Stephen Glover (born 13 January 1952) is a British journalist and columnist for the Daily Mail.

Early life
Glover was educated at Shrewsbury School and Mansfield College, Oxford.

Career
Glover co-founded The Independent in 1986 with Andreas Whittam Smith and Matthew Symonds. All three had previously been journalists on The Daily Telegraph and had left the paper towards the end of Lord Hartwell's ownership. Between 1986 and 1990 Glover was Foreign Editor of The Independent. In 1990 he became the founding editor of The Independent on Sunday. In 1992 Glover helped Richard Ingrams launch The Oldie magazine with fellow journalists Auberon Waugh, Alexander Chancellor, and Patrick Marnham.

Glover has been a columnist for the  London Evening Standard (1992–95), The Daily Telegraph (1995–97), The Spectator (1996–2005) and The Independent (2005–12). He has written a column for the Daily Mail since 1998. In April 2012, The Guardian reported that Glover's contract with The Independent had been terminated.
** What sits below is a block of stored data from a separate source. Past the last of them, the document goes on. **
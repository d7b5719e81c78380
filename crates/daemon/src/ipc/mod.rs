//! Unix Domain Socket control channel.
//!
//! Local clients toggle and query the transfer service through this
//! channel. Each connection carries exactly one exchange:
//!
//! ```text
//! client -> {"command": "enable_ftp", "params": {}}\0
//! daemon -> {"success": true}\0
//! ```
//!
//! ## Socket Path
//!
//! - Primary: `$XDG_RUNTIME_DIR/uniftp/control.sock`
//! - Fallback: `/tmp/uniftp-$UID/control.sock`
//!
//! ## Example
//!
//! ```rust,no_run
//! use daemon::ipc::{get_socket_path, ControlClient};
//!
//! #[tokio::main]
//! async fn main() -> Result<(), Box<dyn std::error::Error>> {
//!     let client = ControlClient::new(get_socket_path());
//!     client.enable_ftp().await?;
//!     println!("running: {}", client.status_ftp().await?);
//!     Ok(())
//! }
//! ```

mod client;
mod server;

pub use client::ControlClient;
pub use server::{
    ControlConnection, ControlError, ControlServer, DEFAULT_BACKLOG, DEFAULT_READ_TIMEOUT, SOCKET_MODE,
};

use std::path::PathBuf;

/// Get the default control socket path.
///
/// 1. If `$XDG_RUNTIME_DIR` is set: `$XDG_RUNTIME_DIR/uniftp/control.sock`
/// 2. Otherwise: `/tmp/uniftp-$UID/control.sock`
pub fn get_socket_path() -> PathBuf {
    use std::os::unix::fs::MetadataExt;

    if let Ok(runtime_dir) = std::env::var("XDG_RUNTIME_DIR") {
        PathBuf::from(runtime_dir).join("uniftp").join("control.sock")
    } else {
        // Get UID by checking metadata of a file we own
        let uid = std::fs::metadata("/proc/self")
            .map(|m| m.uid())
            .unwrap_or(0);

        PathBuf::from(format!("/tmp/uniftp-{}", uid)).join("control.sock")
    }
}
//! File transfer service collaborators.
//!
//! - [`authorizer`]: virtual user table and permission letters
//! - [`engine`]: the engine seam driven by the lifecycle controller

pub mod authorizer;
pub mod engine;

pub use authorizer::{AuthError, Authorizer};
pub use engine::{
    BannerSession, ClientSession, EngineError, EngineFactory, EngineSettings, SessionHandler,
    TcpEngine, TcpEngineFactory, TransferEngine,
};
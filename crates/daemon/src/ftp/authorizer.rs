//! Virtual user table consulted by the transfer engine at login.
//!
//! Permission letters:
//! - read: `e` change directory, `l` list, `r` retrieve
//! - write: `a` append, `d` delete, `f` rename, `m` make directory,
//!   `w` store, `M` change mode

use std::collections::HashMap;
use std::path::{Path, PathBuf};

use sha2::{Digest, Sha256};
use thiserror::Error;

use crate::config::UserConfig;

/// Name of the anonymous account.
pub const ANONYMOUS_USER: &str = "anonymous";

/// Read-only permissions granted to anonymous users.
pub const ANONYMOUS_PERM: &str = "elr";

/// Permissions given to configured users that do not set their own.
pub const DEFAULT_USER_PERM: &str = "elradfmw";

const READ_PERMS: &str = "elr";
const WRITE_PERMS: &str = "adfmwM";

/// Errors raised while building or consulting the user table.
#[derive(Debug, Error, PartialEq, Eq)]
pub enum AuthError {
    #[error("user {0:?} already exists")]
    DuplicateUser(String),

    #[error("no such permission {0:?}")]
    InvalidPermission(char),

    #[error("Authentication failed.")]
    AuthenticationFailed,

    #[error("Anonymous access not allowed.")]
    AnonymousNotAllowed,
}

/// Returns the first letter of `perm` that is not a known permission.
pub fn invalid_perm_letter(perm: &str) -> Option<char> {
    perm.chars()
        .find(|c| !READ_PERMS.contains(*c) && !WRITE_PERMS.contains(*c))
}

/// Hex-encoded SHA-256 digest of `password`.
pub fn hash_password(password: &str) -> String {
    hex::encode(Sha256::digest(password.as_bytes()))
}

#[derive(Debug, Clone)]
struct UserEntry {
    password_sha256: String,
    home: PathBuf,
    perm: String,
}

/// Table of users allowed to log in to the transfer engine.
#[derive(Debug, Clone, Default)]
pub struct Authorizer {
    users: HashMap<String, UserEntry>,
}

impl Authorizer {
    /// Create an empty table.
    pub fn new() -> Self {
        Self::default()
    }

    /// Build the table from configured accounts, all homed at `home`.
    pub fn from_config(users: &[UserConfig], anonymous: bool, home: &Path) -> Result<Self, AuthError> {
        let mut authorizer = Self::new();
        if anonymous {
            authorizer.add_anonymous(home)?;
        }
        for user in users {
            authorizer.add_user(&user.username, &user.password_sha256, home, &user.perm)?;
        }
        Ok(authorizer)
    }

    /// Add a user with a hex SHA-256 password digest.
    pub fn add_user(
        &mut self,
        username: &str,
        password_sha256: &str,
        home: &Path,
        perm: &str,
    ) -> Result<(), AuthError> {
        if self.users.contains_key(username) {
            return Err(AuthError::DuplicateUser(username.to_string()));
        }
        if let Some(letter) = invalid_perm_letter(perm) {
            return Err(AuthError::InvalidPermission(letter));
        }
        if username == ANONYMOUS_USER && perm.chars().any(|c| WRITE_PERMS.contains(c)) {
            tracing::warn!("Write permissions granted to anonymous user: {}", perm);
        }

        self.users.insert(
            username.to_string(),
            UserEntry {
                password_sha256: password_sha256.to_ascii_lowercase(),
                home: home.to_path_buf(),
                perm: perm.to_string(),
            },
        );
        Ok(())
    }

    /// Add the read-only anonymous account.
    pub fn add_anonymous(&mut self, home: &Path) -> Result<(), AuthError> {
        self.add_user(ANONYMOUS_USER, "", home, ANONYMOUS_PERM)
    }

    /// Whether `username` is in the table.
    pub fn has_user(&self, username: &str) -> bool {
        self.users.contains_key(username)
    }

    /// Check the supplied credentials.
    ///
    /// The anonymous account accepts any password.
    pub fn validate_authentication(&self, username: &str, password: &str) -> Result<(), AuthError> {
        let Some(user) = self.users.get(username) else {
            if username == ANONYMOUS_USER {
                return Err(AuthError::AnonymousNotAllowed);
            }
            return Err(AuthError::AuthenticationFailed);
        };

        if username != ANONYMOUS_USER && hash_password(password) != user.password_sha256 {
            return Err(AuthError::AuthenticationFailed);
        }
        Ok(())
    }

    /// Whether `username` holds permission letter `perm`.
    pub fn has_perm(&self, username: &str, perm: char) -> bool {
        self.users
            .get(username)
            .is_some_and(|user| user.perm.contains(perm))
    }

    /// Home directory of `username`.
    pub fn home(&self, username: &str) -> Option<&Path> {
        self.users.get(username).map(|user| user.home.as_path())
    }
}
In 2004, Glover proposed a new compact upmarket newspaper to be called The World with fellow journalists Francis Wheen and Frank Johnson under the chairmanship of Adam Broadbent, a former managing director of finances at Schroders plc. The proposed newspaper was loosely modelled on Le Monde in France, and was intended as a response to the dumbing down of some quality titles. It was reported that Glover and his colleagues sought only £15.4 million to launch The World, less than the budget for The Independent almost 20 years earlier, though this amount was subsequently slightly increased. The project did not get off the ground.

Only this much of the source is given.